Vivíamos enfatuados por aquellos días con una novedosa forma de entretenimiento. La habíamos copiado de los vecinos que habitaban en el piso inferior; eran ellos tres muchachos mayores a nosotros, que debían estar cursando los años medios de colegio. Desde el piso de arriba, como apostados en un favorecido atalaya, veíamos cómo ellos habían construido una suerte de pista de carreras para hacer rodar canicas de colores. Allí, ellos se empeñaban en realizar unas competencias interminables cuyos resultados eran siempre impredecibles...

No pasó ni una semana, pero lo siguiente que sucedió fue que, sin permiso de los interfectos y sin ápice de respeto a su propiedad intelectual, más temprano que tarde habíamos no solo copiado su arquitectura, sino mejorado con creces el lúdico como divertido invento. Solo nos bastó con atisbar lo que habíamos presenciado. Recurrimos a las camas que no se utilizaban en la casa, aquellas que yacían olvidadas en el soberado, tomamos los largueros y las tablas que antes se utilizaban como sucedáneo de los somieres para asentar los colchones y nos dedicamos a la ímproba tarea de construir nuestra propia versión de la “Fantástica-y-mundialmente-famosa-cerrera-de-bolas-de-los-hermanos-Vizcaíno”. Para las barreras de contención, de esta improvisada obra de arte, utilizamos las amontonadas rajas de leña que se nos había mandado arrumar en la azotea posterior. Entonces, adecuamos los dispersos implementos y ¡ya estaba!. La copia había superado al rústico prototipo.

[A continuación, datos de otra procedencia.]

//! TrueSkill details: https://www.microsoft.com/en-us/research/publication/trueskilltm-a-bayesian-skill-rating-system/

mod schedule;

pub use schedule::Convergence;

use crate::error::{InvalidInput, RateError};
use crate::numerical::standard_normal_cdf_inv;
use crate::rating::Rating;
use rayon::prelude::*;
use schedule::MatchGraph;
use serde::{Deserialize, Serialize};

/// The rating environment. Every match rated through it shares these constants.
#[derive(Clone, Debug, PartialEq, Serialize, Deserialize)]
#[serde(default)]
pub struct TrueSkill {
    // initial mean of new ratings
    pub mu: f64,
    // initial deviation of new ratings
    pub sig: f64,
    // performance deviation: a skill gap of beta wins about 76% of the time
    pub beta: f64,
    // skill drift added to every prior before a match
    pub tau: f64,
    // chance that two evenly matched teams draw
    pub draw_probability: f64,
    pub convergence: Convergence,
}

impl Default for TrueSkill {
    fn default() -> Self {
        let mu = 25.;
        let sig = mu / 3.;
        Self {
            mu,
            sig,
            beta: sig / 2.,
            tau: sig / 100.,
            draw_probability: 0.1,
            convergence: Convergence::default(),
        }
    }
}

fn validate(groups: &[Vec<Rating>], ranks: &[usize]) -> Result<(), InvalidInput> {
    if groups.len() < 2 {
        return Err(InvalidInput::TooFewGroups(groups.len()));
    }
    if ranks.len() != groups.len() {
        return Err(InvalidInput::RankCountMismatch {
            groups: groups.len(),
            ranks: ranks.len(),
        });
    }
    for (group, members) in groups.iter().enumerate() {
        if members.is_empty() {
            return Err(InvalidInput::EmptyGroup(group));
        }
        for (member, rating) in members.iter().enumerate() {
            if !rating.weight.is_finite() || rating.weight <= 0. {
                return Err(InvalidInput::InvalidWeight {
                    group,
                    member,
                    weight: rating.weight,
                });
            }
        }
    }
    Ok(())
}

impl TrueSkill {
    pub fn create_rating(&self) -> Rating {
        Rating::new(self.mu, self.sig)
    }

    /// A conservative skill estimate for leaderboards: zero for a brand new
    /// rating, approaching `mu` as the rating's deviation shrinks.
    pub fn expose(&self, rating: &Rating) -> f64 {
        let k = self.mu / self.sig;
        rating.mu - k * rating.sig
    }

    /// Half-width of the band of performance differences that counts as a draw
    /// in a comparison involving `num_players` players.
    pub fn draw_margin(&self, num_players: usize) -> f64 {
        standard_normal_cdf_inv((self.draw_probability + 1.) / 2.)
            * (num_players as f64).sqrt()
            * self.beta
    }

    /// Rates a match whose groups are listed from first place to last, with no ties.
    pub fn rate(&self, groups: &[Vec<Rating>]) -> Result<Vec<Vec<Rating>>, RateError> {
        let ranks: Vec<usize> = (0..groups.len()).collect();
        self.rate_with_ranks(groups, &ranks)
    }

    /// Rates a match in which `groups[i]` finished with rank `ranks[i]`. Lower
    /// ranks are better and equal ranks are draws. The result lines up with
    /// `groups`, whatever order the ranks are in.
    pub fn rate_with_ranks(
        &self,
        groups: &[Vec<Rating>],
        ranks: &[usize],
    ) -> Result<Vec<Vec<Rating>>, RateError> {
        validate(groups, ranks)?;

        let mut order: Vec<usize> = (0..groups.len()).collect();
        order.sort_by_key(|&i| ranks[i]);
        let sorted_groups: Vec<&[Rating]> = order.iter().map(|&i| groups[i].as_slice()).collect();
        let sorted_ranks: Vec<usize> = order.iter().map(|&i| ranks[i]).collect();

        tracing::debug!(
            "Rating {} groups with {} players",
            groups.len(),
            groups.iter().map(Vec::len).sum::<usize>()
        );
        let posterior = MatchGraph::new(self, &sorted_groups).infer(
            self,
            &sorted_groups,
            &sorted_ranks,
        )?;

        let mut result = vec![vec![]; groups.len()];
        for (&i, ratings) in order.iter().zip(posterior) {
            result[i] = ratings;
        }
        Ok(result)
    }

    /// Rates a single head-to-head game; returns the new ratings in argument order.
    pub fn rate_1v1(
        &self,
        winner: Rating,
        loser: Rating,
        drawn: bool,
    ) -> Result<(Rating, Rating), RateError> {
        let ranks = if drawn { [0, 0] } else { [0, 1] };
        let result = self.rate_with_ranks(&[vec![winner], vec![loser]], &ranks)?;
        Ok((result[0][0], result[1][0]))
    }

    /// Rates independent matches in parallel, one result per match.
    pub fn rate_many(
        &self,
        matches: &[Vec<Vec<Rating>>],
    ) -> Vec<Result<Vec<Vec<Rating>>, RateError>> {
        matches.par_iter().map(|groups| self.rate(groups)).collect()
    }
}
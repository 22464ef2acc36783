pub mod error;
pub mod factor_graph;
pub mod gaussian;
pub mod numerical;
pub mod rating;
pub mod true_skill;

pub use error::{InvalidInput, NumericalError, RateError};
pub use gaussian::Gaussian;
pub use rating::Rating;
pub use true_skill::{Convergence, TrueSkill};
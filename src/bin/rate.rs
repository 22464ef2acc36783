use true_skill::{Rating, TrueSkill};

// Each team is a comma-separated list of mu:sig pairs, e.g. "27.1:5.2,25:8.3"
fn parse_team(arg: &str) -> Result<Vec<Rating>, String> {
    arg.split(',')
        .map(|member| -> Result<Rating, String> {
            let (mu, sig) = member
                .split_once(':')
                .ok_or_else(|| format!("{} is not of the form mu:sig", member))?;
            let mu = mu.trim().parse::<f64>().map_err(|e| format!("bad mu {}: {}", mu, e))?;
            let sig = sig.trim().parse::<f64>().map_err(|e| format!("bad sig {}: {}", sig, e))?;
            Ok(Rating::new(mu, sig))
        })
        .collect()
}

/// Rates one match given on the command line, teams listed from first place to last
fn main() {
    tracing_subscriber::fmt::init();

    let args: Vec<String> = std::env::args().collect();
    if args.len() < 3 {
        tracing::error!("Usage: {} team1 team2 [team3 ...]", args[0]);
        return;
    }

    let teams: Result<Vec<_>, _> = args[1..].iter().map(|arg| parse_team(arg)).collect();
    let teams = match teams {
        Ok(teams) => teams,
        Err(e) => {
            tracing::error!("{}", e);
            return;
        }
    };

    let env = TrueSkill::default();
    match env.rate(&teams) {
        Ok(result) => {
            for (place, team) in result.iter().enumerate() {
                for rating in team {
                    println!(
                        "place {}: mu={:.3} sig={:.3} exposed={:.3}",
                        place + 1,
                        rating.mu,
                        rating.sig,
                        env.expose(rating)
                    );
                }
            }
        }
        Err(e) => tracing::error!("Failed to rate match: {}", e),
    }
}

Pero, no siempre la alegría viene exenta de desgracia… Una tarde, mientras yo reordenaba las “rieles de contención de la pista”, una de las rajas resbaló del antepecho de la azotea y cayó al patio desde el tercer piso. Lo siguiente que supe es que la pieza había caído sobre la cabeza de nuestra incansable abuela quien, ajena a nuestras entretenciones deportivas, había estado, a esas mismas horas, tajando en trozos más delgados unos renuentes troncos de leña. La diosa Fortuna estuvo de nuestro lado aquella tarde: la abuela Carlota siempre creyó que uno de esos reticentes y díscolos troncos había saltado y le había producido aquella sangrante herida…

Con una aguja de coser habría de suceder algo con un cierto parecido. Esta le había pinchado a la abuela en la muñeca mientras lavaba un delantal escolar de mi hermana Lolita. Para cuando ella intentó extraer de su cuerpo el delgadísimo metal, una parte del mismo se quebró y el trozo restante continuó hacia la parte superior del brazo, por el torrente sanguíneo… Nunca, como en estas tristes circunstancias, la había visto tan nerviosa e intranquila.